WALLACE: As I mentioned earlier, our technology builds a model, so that is based on the work that is happening in advance of the operator doing a search, as long as we have the pipes, so to speak, to get that data in. We can get the data in by watching a folder, by having other Services feed us data through a network connection. Then when an operator wants to find something, typing in some keywords might get them to their starting point. Once they get that initial hit, then it is kind of like a Wikipedia.
Is the “model” relative to a certain topic or individual, or is it a display mechanism for any search?

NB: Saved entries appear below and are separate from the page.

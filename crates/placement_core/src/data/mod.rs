//! Reference data
//!
//! - Anchor registry (embedded `data/anchors.yaml`, or an external file)
//! - Container → loot table classification

pub mod loot_tables;
pub mod registry;

pub use loot_tables::{
    classify, default_resolver, LootTableResolver, LOOT_TABLES, PLACEMENT_SUFFIX,
    UNCLASSIFIED_LOOT_TABLE,
};
pub use registry::{
    embedded_registry, load_registry, AnchorRegistry, RegistryFile, RegistrySource,
    ANCHORS_YAML, REGISTRY_PATH_ENV,
};
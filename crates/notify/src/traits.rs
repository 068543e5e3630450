//! Channel trait definition and shared dispatch types.

use herald_core::AlertKind;

/// Errors that can occur during message delivery.
#[derive(Debug, thiserror::Error)]
pub enum NotifyError {
    #[error("HTTP request failed: {0}")]
    Http(#[from] reqwest::Error),

    #[error("Channel API error: {0}")]
    Api(String),

    #[error("Configuration error: {0}")]
    Config(String),

    #[error("Rate limited: retry after {retry_after_secs}s")]
    RateLimited { retry_after_secs: u64 },
}

/// Result of a successful send.
#[derive(Debug, Clone)]
pub struct Delivery {
    /// Provider-assigned message identifier, when the transport has one.
    pub message_id: Option<String>,
}

/// Trait for delivery transport implementations.
///
/// A send that times out is reported as any other failure; timeout policy
/// belongs to the transport, not the dispatcher.
#[async_trait::async_trait]
pub trait Channel: Send + Sync {
    /// Deliver a rendered message through this transport.
    async fn send(&self, text: &str) -> Result<Delivery, NotifyError>;

    /// Human-readable name for this channel (e.g., "telegram").
    fn name(&self) -> &str;
}

/// Why a candidate alert was not delivered.
#[derive(Debug, Clone, PartialEq, Eq)]
pub enum SkipReason {
    /// The caller supplied no context record for the alert.
    MissingContext,
    /// Global or per-kind channel cooldown has not elapsed.
    ChannelCooldown,
    /// News item already delivered earlier in the process lifetime.
    AlreadyDelivered,
    /// The channel reported a send failure.
    SendFailed(String),
}

impl std::fmt::Display for SkipReason {
    fn fmt(&self, f: &mut std::fmt::Formatter<'_>) -> std::fmt::Result {
        match self {
            SkipReason::MissingContext => write!(f, "no context for alert"),
            SkipReason::ChannelCooldown => write!(f, "channel cooldown active"),
            SkipReason::AlreadyDelivered => write!(f, "news item already delivered"),
            SkipReason::SendFailed(err) => write!(f, "send failed: {err}"),
        }
    }
}

/// Per-candidate dispatch record, suitable for logging.
#[derive(Debug, Clone)]
pub struct DispatchOutcome {
    pub kind: AlertKind,
    pub dispatched: bool,
    pub reason: Option<SkipReason>,
    pub message_id: Option<String>,
}

impl DispatchOutcome {
    pub(crate) fn sent(kind: AlertKind, message_id: Option<String>) -> Self {
        Self {
            kind,
            dispatched: true,
            reason: None,
            message_id,
        }
    }

    pub(crate) fn skipped(kind: AlertKind, reason: SkipReason) -> Self {
        Self {
            kind,
            dispatched: false,
            reason: Some(reason),
            message_id: None,
        }
    }
}
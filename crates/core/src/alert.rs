//! Candidate alert model — produced by rule evaluators, consumed by the
//! dispatcher within the same cycle, never persisted.

use chrono::{DateTime, Utc};
use serde::{Deserialize, Serialize};

/// The three fixed alert kinds this engine can produce.
#[derive(Debug, Clone, Copy, PartialEq, Eq, Hash, Serialize, Deserialize)]
#[serde(rename_all = "snake_case")]
pub enum AlertKind {
    MarketShift,
    WhaleActivity,
    HighImpactNews,
}

impl AlertKind {
    /// All kinds in dispatch priority order (market first, news last).
    pub fn all() -> &'static [AlertKind] {
        &[
            Self::MarketShift,
            Self::WhaleActivity,
            Self::HighImpactNews,
        ]
    }

    /// Stable lowercase label, used for logging and context lookup.
    pub fn label(&self) -> &'static str {
        match self {
            Self::MarketShift => "market_shift",
            Self::WhaleActivity => "whale_activity",
            Self::HighImpactNews => "high_impact_news",
        }
    }
}

impl std::fmt::Display for AlertKind {
    fn fmt(&self, f: &mut std::fmt::Formatter<'_>) -> std::fmt::Result {
        f.write_str(self.label())
    }
}

/// Severity label attached to a candidate alert.
#[derive(Debug, Clone, Copy, PartialEq, Eq, Hash, Serialize, Deserialize)]
#[serde(rename_all = "snake_case")]
pub enum Severity {
    Info,
    Notable,
    Critical,
}

impl std::fmt::Display for Severity {
    fn fmt(&self, f: &mut std::fmt::Formatter<'_>) -> std::fmt::Result {
        match self {
            Severity::Info => write!(f, "INFO"),
            Severity::Notable => write!(f, "NOTABLE"),
            Severity::Critical => write!(f, "CRITICAL"),
        }
    }
}

/// A potential notification produced by a rule evaluator.
///
/// Transient: created and consumed within one cycle. The body is at most
/// two lines; the dispatcher appends nothing but the caveat line.
#[derive(Debug, Clone, Serialize, Deserialize)]
pub struct CandidateAlert {
    pub kind: AlertKind,
    pub severity: Severity,
    pub title: String,
    pub body: String,
    /// Numeric score behind the alert, when one exists (market score,
    /// news impact score, whale delta).
    pub score: Option<f64>,
    /// News item identifier for `HighImpactNews` alerts; drives
    /// delivery-level dedup.
    pub item_id: Option<String>,
    /// Cycle timestamp the alert was created at.
    pub created_at: DateTime<Utc>,
}

impl CandidateAlert {
    /// Key under which the caller registers this alert's context:
    /// the news item id for news alerts, the kind label otherwise.
    pub fn context_key(&self) -> &str {
        self.item_id.as_deref().unwrap_or_else(|| self.kind.label())
    }
}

BARRETT: If they are hunting a person, for example, they have a very concrete idea of what information they need going into that problem set and what they should produce coming out of that problem set in order to allow the prosecution of that mission. What we are doing is integrating that into the very fabric of the product that we are building, so that the algorithm and the technology that we build reflect precisely what they have told us they need in order to produce intelligence products.
Your original press release says the system displays the results in some kind of a Google Earth format?
WALLACE: Yes. The idea is that a lot of map capabilities use common formats, which means the same data can be rendered on Google Earth and can be rendered in a Yahoo map or certain other military open-source mapping capabilities. So in the Wiki, there’s a little area of the page where you could show different events related to a person in a table or plot them on a map.
You mentioned DCGS earlier. How does your system interface with that?
BARRETT: Our focus right now is getting it into the DCGS Enterprise in the interest of wider federation across all Services. Modus Operandi is a Small Business Innovative Research (SBIR) company, and what we are doing right now is transitioning this technology from the research lab into the hands of the operator.
Are any of the Services using this system right now?
BARRETT: No. We are in the middle of testing right now. We are working very heavily with the Marine Corps. The Marine Corps work out of something called a MAGTF or Marine Air-Ground Task Force. What that means is that they have all of the pieces and parts required to execute a battle, all within their own control. That means they have the air, the ground, the command structure, the logistics support. So what we’re doing is working on transitioning this technology to a Marine unit, which would allow them to correlate and corroborate all of their intelligence that they are receiving from both the national level as well as their organic assets in order to prosecute a mission they have been assigned.
Is there a date for when testing of your system is going to be done?
BARRETT: The decision-making process for that is ongoing. I can’t give you a solid answer because I know target dates and not exact dates at this point, but it looks like 2013.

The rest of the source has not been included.